Esistono in questo senso le classiche due facce della medaglia. Prendendo in considerazione, ad esempio, l'anidride carbonica, i modelli elaborati dagli studiosi prevedono un incremento delle rese dovuto all'innalzamento della concentrazione di tale gas nell'atmosfera (effetto fertilizzante), che causerà un'intensificazione della fotosintesi e un miglioramento dell'efficienza nell'uso dell'acqua da parte dei vegetali con conseguente aumento della produttività; è stato dimostrato anche che una pianta allevata in ambiente più ricco di Co2 mostra una maggiore resistenza nei confronti di patogeni e parassiti grazie alla maggiore efficienza di alcuni meccanismi di difesa messi in atto. D'altro lato piante caratterizzate da maggiore rigoglio vegetativo permettono l'instaurarsi al loro interno di microclimi che favoriscono l'insediamento di particolari patogeni, oppure offrono un arricchito substrato di alimentazione a molte specie di insetti e patogeni fogliari. Se da un lato l'aumento delle temperatura media del pianeta permetterà di estendere alcuni areali di coltivazione verso latitudini maggiori grazie a temperature più miti, dall'altro l'intensificarsi di fenomeni atmosferici estremi (inondazioni e uragani nelle aree temperate o, all'opposto, ondate di siccità ad esempio nel bacino del Mediterraneo) e la maggior frequenza dei cicli riproduttivi di alcuni parassiti porteranno con sé grave danno alle coltivazioni con conseguenti effetti negativi sulla produzione agricola.
Nel complesso saranno tre i fenomeni principali che potrebbero interessare i diversi sistemi ospite/patogeno e su cui si dovrà concentrare l'attenzione degli studiosi:
• una modificazione nelle perdite di produzione legate a malattie
• una variata efficacia delle strategie di difesa (mezzi chimici e mezzi di lotta biologica)
• una variazione della distribuzione geografica dei patogeni.

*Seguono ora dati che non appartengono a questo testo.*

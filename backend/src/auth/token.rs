//! HS256 token issue and verification.
//!
//! All three token flavours (access, refresh, reset) share one claims shape;
//! nothing in the payload records what a token was issued for, only how long
//! it lives.

use chrono::Utc;
use jsonwebtoken::errors::ErrorKind;
use jsonwebtoken::{Algorithm, DecodingKey, EncodingKey, Header, Validation};
use serde::{Deserialize, Serialize};

use crate::domain::role::Role;
use crate::domain::user::UserId;

/// Seconds an access token stays valid.
const ACCESS_TTL_SECS: i64 = 15 * 60;
/// Seconds a refresh token stays valid.
const REFRESH_TTL_SECS: i64 = 14 * 24 * 60 * 60;
/// Seconds a password-reset token stays valid.
const RESET_TTL_SECS: i64 = 24 * 60 * 60;

/// Signed token payload.
#[derive(Debug, Clone, PartialEq, Eq, Serialize, Deserialize)]
pub struct Claims {
    /// Subject user id.
    pub sub: i64,
    /// Role held when the token was issued.
    pub role: Role,
    /// Issue time, unix seconds.
    pub iat: i64,
    /// Expiry, unix seconds.
    pub exp: i64,
}

impl Claims {
    /// Subject as a typed user id.
    #[must_use]
    pub fn user_id(&self) -> UserId {
        UserId::from(self.sub)
    }
}

/// Token signing and verification failures.
#[derive(Debug, Clone, PartialEq, Eq, thiserror::Error)]
pub enum TokenError {
    /// Signature, structure, or algorithm defect.
    #[error("token is invalid")]
    Invalid,
    /// Correctly signed but past its expiry.
    #[error("token has expired")]
    Expired,
    /// The claims could not be signed at issue time.
    #[error("token could not be signed: {0}")]
    Signing(String),
}

/// Signs and verifies bearer tokens with a shared HS256 secret.
#[derive(Clone)]
pub struct TokenService {
    encoding: EncodingKey,
    decoding: DecodingKey,
    validation: Validation,
}

impl TokenService {
    /// Build a service around the shared signing secret.
    #[must_use]
    pub fn new(secret: &[u8]) -> Self {
        Self {
            encoding: EncodingKey::from_secret(secret),
            decoding: DecodingKey::from_secret(secret),
            validation: Validation::new(Algorithm::HS256),
        }
    }

    /// Issue a 15 minute access token.
    pub fn issue_access(&self, user_id: UserId, role: Role) -> Result<String, TokenError> {
        self.issue(user_id, role, ACCESS_TTL_SECS)
    }

    /// Issue a 14 day refresh token.
    pub fn issue_refresh(&self, user_id: UserId, role: Role) -> Result<String, TokenError> {
        self.issue(user_id, role, REFRESH_TTL_SECS)
    }

    /// Issue a 24 hour password-reset token.
    pub fn issue_reset(&self, user_id: UserId, role: Role) -> Result<String, TokenError> {
        self.issue(user_id, role, RESET_TTL_SECS)
    }

    fn issue(&self, user_id: UserId, role: Role, ttl_secs: i64) -> Result<String, TokenError> {
        let now = Utc::now().timestamp();
        let claims = Claims {
            sub: user_id.get(),
            role,
            iat: now,
            exp: now + ttl_secs,
        };
        jsonwebtoken::encode(&Header::new(Algorithm::HS256), &claims, &self.encoding)
            .map_err(|error| TokenError::Signing(error.to_string()))
    }

    /// Verify signature and expiry and return the embedded claims.
    ///
    /// Expired-but-otherwise-valid tokens report [`TokenError::Expired`];
    /// every other defect reports [`TokenError::Invalid`].
    pub fn verify(&self, token: &str) -> Result<Claims, TokenError> {
        jsonwebtoken::decode::<Claims>(token, &self.decoding, &self.validation)
            .map(|data| data.claims)
            .map_err(|error| match error.kind() {
                ErrorKind::ExpiredSignature => TokenError::Expired,
                _ => TokenError::Invalid,
            })
    }
}

/// Replace the JWT section separator `.` with `+` so the token can ride in a
/// reset URL path segment.
///
/// Base64url never emits `+`, so [`from_url_form`] is an exact inverse and a
/// no-op on tokens arriving in canonical form.
#[must_use]
pub fn to_url_form(token: &str) -> String {
    token.replace('.', "+")
}

/// Reverse [`to_url_form`] before verification.
#[must_use]
pub fn from_url_form(token: &str) -> String {
    token.replace('+', ".")
}
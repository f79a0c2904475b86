//! Field reference-data port and its errors.

use async_trait::async_trait;

use crate::domain::field::{Field, FieldSpec};

use super::macros::define_port_error;

define_port_error! {
    /// Persistence errors raised by field adapters.
    pub enum FieldPersistenceError {
        /// Store connection could not be established or was lost.
        Connection { message: String } => "field store connection failed: {message}",
        /// Query or mutation failed during execution.
        Query { message: String } => "field store query failed: {message}",
        /// No field with the given id.
        NotFound => "field not found",
    }
}

/// Persists the bookable courts.
#[async_trait]
pub trait FieldRepository: Send + Sync {
    /// Every field, ordered by id.
    async fn list(&self) -> Result<Vec<Field>, FieldPersistenceError>;

    /// Create a field, returning it with its assigned id.
    async fn create(&self, spec: FieldSpec) -> Result<Field, FieldPersistenceError>;

    /// Replace a field's name and availability.
    async fn update(&self, id: i64, spec: FieldSpec) -> Result<(), FieldPersistenceError>;

    /// Delete a field.
    async fn delete(&self, id: i64) -> Result<(), FieldPersistenceError>;
}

Presso l'Università di Torino è stato scelto come caso studio quello della peronospora della vite, patogeno chiave di questa coltura così importante per il settore agricolo piemontese, per capire come evolverà l'epidemiologia di questo patogeno in uno scenario di cambiamento climatico. I modelli hanno previsto un intensificarsi delle epidemie future a causa delle condizioni climatiche più favorevoli al patogeno durante i mesi di maggio e giugno; temperature in media più alte non riusciranno ad essere controbilanciate dall'effetto della riduzione delle precipitazioni, imponendo di conseguenza un maggior ricorso a trattamenti chimici volti a contenere il patogeno (fino a due in più rispetto a quelli attuali).